In a report released today, the Conference of the Parties of Convention on Laundering, Search, Seizure and Confiscation of the Proceeds from Crime and on the Financing of Terrorism - also known as the “Warsaw Convention” - evaluates the extent to which 36 states have legislative or other measures in place to ensure that legal persons can be held liable for money laundering offences when they are committed on their behalf and for their benefit”.
The liability of legal persons can be particularly valuable for the effective fight against money laundering since criminals often use corporations, charities and businesses to launder their illicit gains. Through sophisticated money laundering schemes, they are frequently able to avoid any liability by disguising their involvement in crime and relying on the weakness of the systems of sanctioning legal persons and confiscating their illicit gains.
The report specifically assesses how states parties to the treaty implement the provisions of Article 10 of the treaty, which requires them to establish corporate legal liability in their domestic legislation, including when a natural person is involved as an accessory or instigator.
The report concludes that 17 countries have fully transposed all the provisions of Article 10: Azerbaijan, Cyprus, Croatia, Georgia, Greece, Hungary, Italy, Latvia, Lithuania, Malta, Republic of Moldova, Romania, Portugal, San Marino, Serbia, Slovak Republic and Sweden.

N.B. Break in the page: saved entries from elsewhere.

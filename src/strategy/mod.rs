//! Trading strategies
//!
//! One `Strategy` trait with three variants: the learned DQN policy, a
//! VWAP-deviation momentum rule and a dual-horizon regression-slope rule.
//! All three share the simulator's bookkeeping; only the decision differs.

mod learned;
mod momentum;
mod regression;

pub use learned::LearnedPolicy;
pub use momentum::MomentumVwap;
pub use regression::DualSlope;

use serde::{Deserialize, Serialize};

/// Number of discrete actions
pub const NUM_ACTIONS: usize = 3;

/// Discrete action space
#[derive(Debug, Clone, Copy, PartialEq, Eq, Hash, Serialize, Deserialize)]
#[repr(u8)]
pub enum Action {
    /// Do nothing
    Hold = 0,
    /// Open a long position with 95% of capital
    Buy = 1,
    /// Close the open position
    Sell = 2,
}

impl Action {
    /// Convert from action index
    pub fn from_index(index: usize) -> Option<Self> {
        match index {
            0 => Some(Self::Hold),
            1 => Some(Self::Buy),
            2 => Some(Self::Sell),
            _ => None,
        }
    }

    /// Convert to action index
    pub fn to_index(self) -> usize {
        self as usize
    }

    /// All actions in index order
    pub fn all() -> &'static [Action] {
        &[Self::Hold, Self::Buy, Self::Sell]
    }
}

impl Default for Action {
    fn default() -> Self {
        Self::Hold
    }
}

/// Everything a strategy may look at when deciding the next action
///
/// Slices cover the whole series; strategies read trailing windows ending
/// at `step` and must not look ahead of it.
pub struct DecisionContext<'a> {
    /// Current step index
    pub step: usize,
    /// Full price series
    pub prices: &'a [f64],
    /// Full volume series
    pub volumes: &'a [f64],
    /// Normalized feature row for the current step
    pub observation: &'a [f64],
    /// Whether a long position is currently open
    pub has_position: bool,
}

/// A decision rule driven through the shared simulation loop
pub trait Strategy {
    /// Strategy label used in reports
    fn name(&self) -> &str;

    /// Choose the action for the current step
    fn decide(&mut self, ctx: &DecisionContext<'_>) -> Action;
}

#[cfg(test)]
mod tests {
    use super::*;

    #[test]
    fn test_action_roundtrip() {
        for action in Action::all() {
            assert_eq!(Action::from_index(action.to_index()), Some(*action));
        }
        assert_eq!(Action::from_index(3), None);
    }
}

35 of 36 states parties have introduced liability of legal person of money laundering offences in their legislation, as required by paragraph 1 of Article 10, mostly through general provisions of their criminal codes. However, the transposition into domestic legislation differs considerably among states. Eight out of the 36 state parties have not yet established the liability of legal persons for an offence committed by a natural person acting as an accessory or instigator.